Pete Fernholz remembers the days when his dad, who worked at a milk plant for 40 years, had to help take apart a milk processing system and clean it with tubular brushes. It was a costly and time-consuming step in the process of trying to assure sanitized milk. Nowadays, closed-loop systems use clean-in-place (CIP) technology, which allows pipes and other production components to be cleaned automatically with less human intervention, reducing cleaning time, costs, and possible contamination events.
“Milk is the most sensitive food product,” said Fernholz, vice president of research and development, food and beverage global CIP at Ecolab Food and Beverage, which builds programmable logic controllers (PLCs) for CIP systems, designs CIP systems, and develops new chemical cleaners. “Anyone running a fluid food plant has a challenge with sanitation,” he said. “Automation of CIP systems was a big event [in the industry].”
“CIP has become part of the main industry because, with this efficiency in cleaning, you don’t have to dismantle the instrument,” said Digvir Jayas, PhD, distinguished professor in the University of Manitoba’s Department of Biosystems Engineering.
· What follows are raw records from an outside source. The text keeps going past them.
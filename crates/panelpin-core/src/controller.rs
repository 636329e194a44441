#![forbid(unsafe_code)]

//! The host-facing controller.
//!
//! [`PanelController`] bundles one [`Registry`] with observable outputs so a
//! UI layer can bind its layout directly to the engine:
//!
//! - [`sidebars`](PanelController::sidebars): `{left, right}` activation,
//! - [`panels`](PanelController::panels): per-panel `{id, side, offset, visible}`,
//! - [`is_mobile`](PanelController::is_mobile): viewport below the breakpoint.
//!
//! Each output notifies subscribers only when its value changes, so a scroll
//! tick that moves nothing triggers no re-render.

use std::rc::Rc;

use tracing::debug;

use crate::anchor::NodeHandle;
use crate::config::EngineConfig;
use crate::evaluate::{Evaluation, PanelState, SidebarActivation};
use crate::observable::Observable;
use crate::registry::{PanelEntry, Registry, ZoneEntry};
use crate::responsive::MobileBreakpoint;
use crate::side::{Side, SideSet};

/// Registry plus reactive outputs for one hosting session.
#[derive(Debug)]
pub struct PanelController {
    registry: Registry,
    config: EngineConfig,
    breakpoint: MobileBreakpoint,
    sidebars: Observable<SidebarActivation>,
    panels: Observable<Rc<[PanelState]>>,
    is_mobile: Observable<bool>,
    last: Option<Evaluation>,
    /// Flags from the last pass before any mobile collapse.
    zone_sidebars: SidebarActivation,
}

impl Default for PanelController {
    fn default() -> Self {
        Self::new(EngineConfig::default())
    }
}

impl PanelController {
    #[must_use]
    pub fn new(config: EngineConfig) -> Self {
        let breakpoint = MobileBreakpoint::new(config.mobile_breakpoint_px);
        Self {
            registry: Registry::new(),
            config,
            breakpoint,
            sidebars: Observable::new(SidebarActivation::NONE),
            panels: Observable::new(Rc::from(Vec::new())),
            is_mobile: Observable::new(false),
            last: None,
            zone_sidebars: SidebarActivation::NONE,
        }
    }

    #[must_use]
    pub fn config(&self) -> &EngineConfig {
        &self.config
    }

    #[must_use]
    pub fn registry(&self) -> &Registry {
        &self.registry
    }

    // --- Outputs ----------------------------------------------------------

    /// Sidebar activation, updated on every evaluation.
    #[must_use]
    pub fn sidebars(&self) -> &Observable<SidebarActivation> {
        &self.sidebars
    }

    /// Snapshot of every panel, sorted by id.
    #[must_use]
    pub fn panels(&self) -> &Observable<Rc<[PanelState]>> {
        &self.panels
    }

    #[must_use]
    pub fn is_mobile(&self) -> &Observable<bool> {
        &self.is_mobile
    }

    /// Result of the most recent evaluation, if any.
    #[must_use]
    pub fn last_evaluation(&self) -> Option<&Evaluation> {
        self.last.as_ref()
    }

    // --- Registry passthrough ---------------------------------------------

    pub fn register_panel(&mut self, id: &str, side: Side) {
        self.registry.register_panel(id, side);
    }

    pub fn unregister_panel(&mut self, id: &str) -> bool {
        self.registry.unregister_panel(id)
    }

    pub fn update_start_node(&mut self, id: &str, node: Option<&NodeHandle>) {
        self.registry.update_start_node(id, node);
    }

    pub fn update_end_node(&mut self, id: &str, node: Option<&NodeHandle>) {
        self.registry.update_end_node(id, node);
    }

    pub fn register_zone(&mut self, id: &str, sides: impl Into<SideSet>) {
        self.registry.register_zone(id, sides);
    }

    pub fn unregister_zone(&mut self, id: &str) -> bool {
        self.registry.unregister_zone(id)
    }

    pub fn update_zone_start(&mut self, id: &str, node: Option<&NodeHandle>) {
        self.registry.update_zone_start(id, node);
    }

    pub fn update_zone_end(&mut self, id: &str, node: Option<&NodeHandle>) {
        self.registry.update_zone_end(id, node);
    }

    #[must_use]
    pub fn panel(&self, id: &str) -> Option<&PanelEntry> {
        self.registry.panel(id)
    }

    #[must_use]
    pub fn zone(&self, id: &str) -> Option<&ZoneEntry> {
        self.registry.zone(id)
    }

    // --- Driving ----------------------------------------------------------

    /// Record the viewport width and update [`is_mobile`](Self::is_mobile).
    /// Returns whether the mobile state changed.
    ///
    /// With `collapse_sidebars_on_mobile`, crossing the breakpoint also
    /// re-publishes the sidebar flags of the last pass, so no scroll tick is
    /// needed to collapse or restore them.
    pub fn set_viewport_width(&mut self, width: f64) -> bool {
        let mobile = self.breakpoint.is_mobile(width);
        let changed = self.is_mobile.set(mobile);
        if changed {
            debug!(target: "panelpin.registry", width, mobile, "mobile layout changed");
            if self.config.collapse_sidebars_on_mobile {
                let sidebars = self.effective_sidebars();
                if let Some(last) = self.last.as_mut() {
                    last.override_sidebars(sidebars);
                }
                self.sidebars.set(sidebars);
            }
        }
        changed
    }

    /// Run one evaluation pass and publish its outputs.
    pub fn update_scroll(&mut self, scroll_top: f64, viewport_height: f64) -> &Evaluation {
        let mut evaluation = self.registry.evaluate(scroll_top, viewport_height);
        self.zone_sidebars = evaluation.sidebars();
        let sidebars = self.effective_sidebars();
        evaluation.override_sidebars(sidebars);

        self.sidebars.set(sidebars);
        let unchanged = self
            .panels
            .with(|current| **current == *evaluation.panels());
        if !unchanged {
            self.panels.set(Rc::from(evaluation.panels()));
        }
        self.last.insert(evaluation)
    }

    fn effective_sidebars(&self) -> SidebarActivation {
        if self.config.collapse_sidebars_on_mobile && self.is_mobile.get() {
            SidebarActivation::NONE
        } else {
            self.zone_sidebars
        }
    }
}

// ---------------------------------------------------------------------------
// Tests
// ---------------------------------------------------------------------------

#[cfg(test)]
mod tests {
    use super::*;
    use pretty_assertions::assert_eq;
    use crate::anchor::OffsetCell;
    use std::cell::Cell;

    fn handle(offset: f64) -> NodeHandle {
        OffsetCell::handle(offset)
    }

    #[test]
    fn publishes_sidebar_changes_once() {
        let mut controller = PanelController::default();
        let start = handle(1000.0);
        controller.register_zone("z1", Side::Left);
        controller.update_zone_start("z1", Some(&start));

        let hits = Rc::new(Cell::new(0u32));
        let hits_clone = Rc::clone(&hits);
        let _sub = controller
            .sidebars()
            .subscribe(move |_| hits_clone.set(hits_clone.get() + 1));

        controller.update_scroll(900.0, 200.0);
        controller.update_scroll(950.0, 200.0);
        assert_eq!(hits.get(), 1);
        assert!(controller.sidebars().get().left);

        controller.update_scroll(100.0, 200.0);
        assert_eq!(hits.get(), 2);
        assert!(!controller.sidebars().get().left);
    }

    #[test]
    fn panels_snapshot_only_changes_with_geometry() {
        let mut controller = PanelController::default();
        let (start, end) = (handle(500.0), handle(1200.0));
        controller.register_panel("p1", Side::Left);
        controller.update_start_node("p1", Some(&start));
        controller.update_end_node("p1", Some(&end));

        controller.update_scroll(600.0, 800.0);
        let version = controller.panels().version();
        controller.update_scroll(700.0, 800.0);
        assert_eq!(controller.panels().version(), version, "pinned offset stays 0");

        controller.update_scroll(1400.0, 800.0);
        assert_eq!(controller.panels().version(), version + 1);
        let snapshot = controller.panels().get();
        assert_eq!(snapshot[0].offset, -200.0);
    }

    #[test]
    fn mobile_collapse_is_opt_in() {
        let start = handle(0.0);

        let mut plain = PanelController::default();
        plain.register_zone("z", Side::Right);
        plain.update_zone_start("z", Some(&start));
        plain.set_viewport_width(375.0);
        assert!(plain.is_mobile().get());
        assert!(plain.update_scroll(0.0, 100.0).sidebars().right);

        let mut collapsing = PanelController::new(EngineConfig {
            collapse_sidebars_on_mobile: true,
            ..EngineConfig::default()
        });
        collapsing.register_zone("z", Side::Right);
        collapsing.update_zone_start("z", Some(&start));
        collapsing.set_viewport_width(375.0);
        assert!(!collapsing.update_scroll(0.0, 100.0).sidebars().right);

        assert!(collapsing.set_viewport_width(1280.0));
        assert!(collapsing.update_scroll(0.0, 100.0).sidebars().right);
    }

    #[test]
    fn crossing_breakpoint_republishes_sidebars() {
        let start = handle(0.0);
        let mut controller = PanelController::new(EngineConfig {
            collapse_sidebars_on_mobile: true,
            ..EngineConfig::default()
        });
        controller.register_zone("z", Side::Right);
        controller.update_zone_start("z", Some(&start));
        controller.set_viewport_width(1280.0);
        assert!(controller.update_scroll(0.0, 100.0).sidebars().right);

        let seen = Rc::new(Cell::new(SidebarActivation::NONE));
        let seen_clone = Rc::clone(&seen);
        let _sub = controller.sidebars().subscribe(move |flags| seen_clone.set(*flags));

        assert!(controller.set_viewport_width(375.0));
        assert!(!controller.sidebars().get().right);
        assert!(!seen.get().right);
        let last = controller.last_evaluation().expect("evaluated");
        assert_eq!(last.sidebars(), SidebarActivation::NONE);

        assert!(controller.set_viewport_width(1024.0));
        assert!(controller.sidebars().get().right);
        assert!(seen.get().right);
        assert!(controller.last_evaluation().expect("evaluated").sidebars().right);
    }

    #[test]
    fn last_evaluation_tracks_latest_pass() {
        let mut controller = PanelController::default();
        assert!(controller.last_evaluation().is_none());
        controller.update_scroll(10.0, 20.0);
        let last = controller.last_evaluation().expect("evaluated");
        assert_eq!(last.viewport().bottom(), 30.0);
    }
}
Since CIP systems were first integrated into production lines in the 1950s, said Dr. Jayas, they have evolved to have microprocessor controls, flow controls, and better detergents.
Because of the CIP system’s simplicity, there haven’t been a lot of major leaps forward technologically; instead, incremental improvements have introduced automation and better cleaners and tried to further simplify the CIP process. Typically, an improvement in equipment technology went hand in hand with better chemistry. For example, microprocessor controls allowed a distributed configuration for the CIP systems. That meant that, in order to save energy and detergent costs, one area of the plant with a particular fluid food product could get a lower concentration of chemical cleaner at a different velocity than another area with a different product, Dr. Jayas said.
Only recently have companies been able to improve chemistry to the point where lower water temperatures could be used for washes to save energy, a major cost in CIP. Aeolus Technologies Ltd., in the United Kingdom, has gone a step further, developing CIP systems that use air instead of water and chemical cleaners, thereby saving on water, detergents, and energy.
From Hand Wash to Hands Off
CIP systems typically clean tanks, pipelines, processing equipment, and process lines by circulating water and chemical solutions, making unnecessary the dismantling and manual cleaning of those elements with brushes. Higher temperatures and stronger detergents can be used in CIP systems than in manual cleaning.
Dr. Jayas said CIP systems are classified as single-use, reuse, or multi-use systems, depending on whether the cleaning solution is used just one time, many times, or for a few cycles of cleaning. Single use is best suited for cleaning heavy soil loads. Reuse allows for reclamation and reuse of cleaning solution and final rinse water and is generally good for light soil loads. Multi-use systems fall between single use and reuse, with the final rinse water and solution used for a few cleaning cycles. Environmental impact issues and costs of chemistry drove the move to systems that could reuse detergents in the 1960s and 1970s, said Bruce Blanchard, national sales manager at GEA Process Engineering Inc., a CIP system designer and installer.